RM : En 2012, vous avez effectué vos débuts à La Scala de Milan dans Luisa Miller de Verdi. Que représente pour un chef italien de diriger à La Scala et surtout d'y diriger Verdi ?
GN : c'est évidemment important pour moi, La Scala est un théâtre mythique et je dois ajouter que c'est le théâtre de « ma » ville car je suis né à Milan. Cette production a été une réussite dont je suis fier, avec une distribution fantastique et une très belle mise en scène de Mario Martone. Il est très important pour La Scala de donner l'exemple pour l'interprétation des grands compositeurs italiens. Je retourne à La Scala diriger Aida à l'automne prochain, c'est pour moi un très grand honneur.
RM : Vous êtes un chef qui illustre la « mondialisation musicale » car vous avez occupé des fonctions en Espagne, en Angleterre et vous êtes un chef invité régulièrement en Russie, aux Pays-Bas, aux USA…Est-ce que vous vous définissez comme un chef italien ?
GN : Oui, je suis un chef italien. Toute mon éducation musicale s'est déroulée en Italie. J'essaie d'apporter mon italianité aux orchestres que je dirige, mais je m'imprègne de la culture des villes où je travaille que ce soit en Espagne, en Russie ou en Angleterre. En Italie, nous avons la chance d'avoir un héritage culturel exceptionnel, en ces temps de crise et de bouleversements, cet héritage doit nous aider, nous servir de socle et nous inciter à être meilleurs.

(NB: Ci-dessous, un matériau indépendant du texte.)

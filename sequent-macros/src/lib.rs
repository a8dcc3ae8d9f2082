//! Procedural macros for `sequent`.

use proc_macro::TokenStream;

mod request;

/// Derive macro for implementing the `Request` trait.
///
/// The output type is declared with `#[request(output = Type)]` and defaults
/// to `()`.
///
/// ```rust,ignore
/// #[derive(Debug, Request)]
/// #[request(output = Profile)]
/// struct FetchProfile {
///     user_id: u64,
/// }
/// ```
#[proc_macro_derive(Request, attributes(request))]
pub fn derive_request(input: TokenStream) -> TokenStream {
    request::derive_request(input)
}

RM : En 2005, à Manchester, vous avez été au centre d'un projet Beethoven ; les Symphonies ont été offertes en téléchargement gratuit sur Internet. Le succès a été phénoménal avec plus d'1 million de téléchargements. Pensez-vous que la technologie représente le futur pour le classique ?

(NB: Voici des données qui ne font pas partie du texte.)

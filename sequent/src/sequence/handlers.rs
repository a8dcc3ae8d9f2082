//! Per-kind handler storage.

use super::Sequence;
use sequent_core::{BoxError, Executor, Member, RequestSet, SequenceError};
use std::{collections::HashMap, sync::Arc};

/// What a success or failure handler returns.
///
/// Handlers can use `?` on nested [`Sequence::attach`] calls and on their own
/// errors. A [`SequenceError`] returned this way keeps its variant when it
/// propagates; anything else is wrapped in [`SequenceError::Handler`].
pub type HandlerResult = Result<(), BoxError>;

pub(crate) type SuccessFn<S, X> = Arc<
    dyn Fn(&Sequence<S, X>, <S as RequestSet>::Output) -> Result<(), SequenceError>
        + Send
        + Sync,
>;

pub(crate) type FailureFn<S, X> = Arc<
    dyn Fn(&Sequence<S, X>, <X as Executor<S>>::Error) -> Result<(), SequenceError>
        + Send
        + Sync,
>;

/// Turn a handler's result into the sequence's verdict.
pub(crate) fn settle(result: HandlerResult) -> Result<(), SequenceError> {
    result.map_err(|err| match err.downcast::<SequenceError>() {
        Ok(err) => *err,
        Err(err) => SequenceError::Handler(err),
    })
}

pub(crate) fn raw_success<S, X, F>(handler: F) -> SuccessFn<S, X>
where
    S: RequestSet,
    X: Executor<S>,
    F: Fn(&Sequence<S, X>, S::Output) -> HandlerResult + Send + Sync + 'static,
{
    Arc::new(move |sequence: &Sequence<S, X>, output: S::Output| {
        settle(handler(sequence, output))
    })
}

/// Wrap a handler for one member's typed output.
///
/// Only called with outputs whose kind is `M::KIND`.
pub(crate) fn typed_success<S, X, M, F>(handler: F) -> SuccessFn<S, X>
where
    S: RequestSet,
    X: Executor<S>,
    M: Member<S>,
    F: Fn(&Sequence<S, X>, M::Output) -> HandlerResult + Send + Sync + 'static,
{
    Arc::new(move |sequence: &Sequence<S, X>, output: S::Output| {
        match M::from_output(output) {
            Some(output) => settle(handler(sequence, output)),
            // Resolution rejects outputs of another kind before looking up handlers.
            None => unreachable!("typed handler for {:?} received another output", M::KIND),
        }
    })
}

pub(crate) fn failure<S, X, F>(handler: F) -> FailureFn<S, X>
where
    S: RequestSet,
    X: Executor<S>,
    F: Fn(&Sequence<S, X>, X::Error) -> HandlerResult + Send + Sync + 'static,
{
    Arc::new(move |sequence: &Sequence<S, X>, error: X::Error| {
        settle(handler(sequence, error))
    })
}

/// Success and failure handlers keyed by request kind.
///
/// Registering a kind twice replaces the earlier handler.
pub(crate) struct HandlerRegistry<S: RequestSet, X: Executor<S>> {
    success: HashMap<S::Kind, SuccessFn<S, X>>,
    failure: HashMap<S::Kind, FailureFn<S, X>>,
    default_failure: Option<FailureFn<S, X>>,
}

impl<S: RequestSet, X: Executor<S>> HandlerRegistry<S, X> {
    pub(crate) fn new() -> Self {
        Self {
            success: HashMap::new(),
            failure: HashMap::new(),
            default_failure: None,
        }
    }

    pub(crate) fn set_success(&mut self, kind: S::Kind, handler: SuccessFn<S, X>) {
        self.success.insert(kind, handler);
    }

    pub(crate) fn set_failure(&mut self, kind: S::Kind, handler: FailureFn<S, X>) {
        self.failure.insert(kind, handler);
    }

    pub(crate) fn set_default_failure(&mut self, handler: Option<FailureFn<S, X>>) {
        self.default_failure = handler;
    }

    pub(crate) fn success(&self, kind: S::Kind) -> Option<SuccessFn<S, X>> {
        self.success.get(&kind).cloned()
    }

    pub(crate) fn failure(&self, kind: S::Kind) -> Option<FailureFn<S, X>> {
        self.failure.get(&kind).cloned()
    }

    pub(crate) fn default_failure(&self) -> Option<FailureFn<S, X>> {
        self.default_failure.clone()
    }

    pub(crate) fn has_success(&self, kind: S::Kind) -> bool {
        self.success.contains_key(&kind)
    }

    pub(crate) fn has_failure(&self, kind: S::Kind) -> bool {
        self.failure.contains_key(&kind)
    }

    pub(crate) fn has_default_failure(&self) -> bool {
        self.default_failure.is_some()
    }
}

#[cfg(test)]
mod tests {
    use super::*;

    #[derive(Debug, thiserror::Error)]
    #[error("quota exceeded")]
    struct QuotaExceeded;

    #[test]
    fn test_settle_keeps_sequence_errors() {
        let result: HandlerResult = Err(Box::new(SequenceError::NotReady));
        assert!(matches!(settle(result), Err(SequenceError::NotReady)));
    }

    #[test]
    fn test_settle_wraps_foreign_errors() {
        let result: HandlerResult = Err(Box::new(QuotaExceeded));
        let err = settle(result).unwrap_err();
        assert!(matches!(err, SequenceError::Handler(_)));
        assert_eq!(err.to_string(), "handler error: quota exceeded");
    }

    #[test]
    fn test_settle_ok() {
        assert!(settle(Ok(())).is_ok());
    }
}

GN : Il faut toujours utiliser les moyens à notre disposition pour étendre les audiences. Cependant, la technologie reste une manière d'accroître le public, mais selon moi, elle ne remplacera jamais l'expérience d'un concert ou d'une représentation d'opéra.
RM : Vous êtes né à Milan et vous avez en poste à Manchester, et désormais vous êtes en charge de l'Opéra du Turin. Ces trois villes sont marquées par la culture du football. Etes-vous un fan de ce sport ?

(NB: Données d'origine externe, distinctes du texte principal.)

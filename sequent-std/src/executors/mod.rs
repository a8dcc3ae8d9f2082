//! Executor implementations.
//!
//! - [`InlineExecutor`] runs requests synchronously on the caller's stack
//! - `TokioExecutor` runs an async service on a tokio runtime (feature `tokio`)

pub mod inline;
pub mod ready;
#[cfg(feature = "tokio")]
pub mod tokio;

pub use inline::InlineExecutor;
pub use ready::ReadyHandle;
#[cfg(feature = "tokio")]
pub use self::tokio::TokioExecutor;
//! # sequent-core
//!
//! Core traits for the Sequent request sequencer.
//!
//! This crate has minimal dependencies and is designed to be imported by
//! executors and observers that don't need the coordinator itself.
//!
//! # Building Blocks
//!
//! ## Units of work ([`Request`], [`RequestSet`], [`Member`])
//!
//! A request is one asynchronous operation with a typed output. Requests that
//! share a sequence form a closed set whose fieldless kind enum is the key
//! success and failure handlers are registered under. [`request_set!`] declares
//! a set in one place.
//!
//! ## Execution ([`Executor`], [`Completion`])
//!
//! The executor performs the work. It receives one request plus a completion
//! callback and resolves that callback exactly once.
//!
//! ## Diagnostics ([`Observer`])
//!
//! A side channel that sees dispatches and resolutions without affecting them.
//!
//! # Error Types
//!
//! - [`SequenceError`] - misuse of a sequence and fatal resolutions
//! - [`BoxError`] - errors returned by handlers

#![deny(clippy::wildcard_imports)]
#![warn(missing_docs)]

mod error;
mod executor;
mod observer;
mod request;

// Re-exports
pub use error::{BoxError, SequenceError};
pub use executor::{Completion, Executor};
pub use observer::Observer;
pub use request::{Member, Request, RequestSet};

GN : Oui. J'ai même joué au football et j'étais un bon joueur. Natif de Milan, j'ai été naturellement fan du Milan AC pendant mon adolescence. Cependant, depuis quelques années, je suis détaché du football professionnel, galvaudé par des scandales en tous genres et soumis à un business malsain. Je préfère l'esprit du football : un ballon et des chaussures. Des jeunes qui jouent au football sont plus près de l'esprit de ce sport que ces grosses équipes.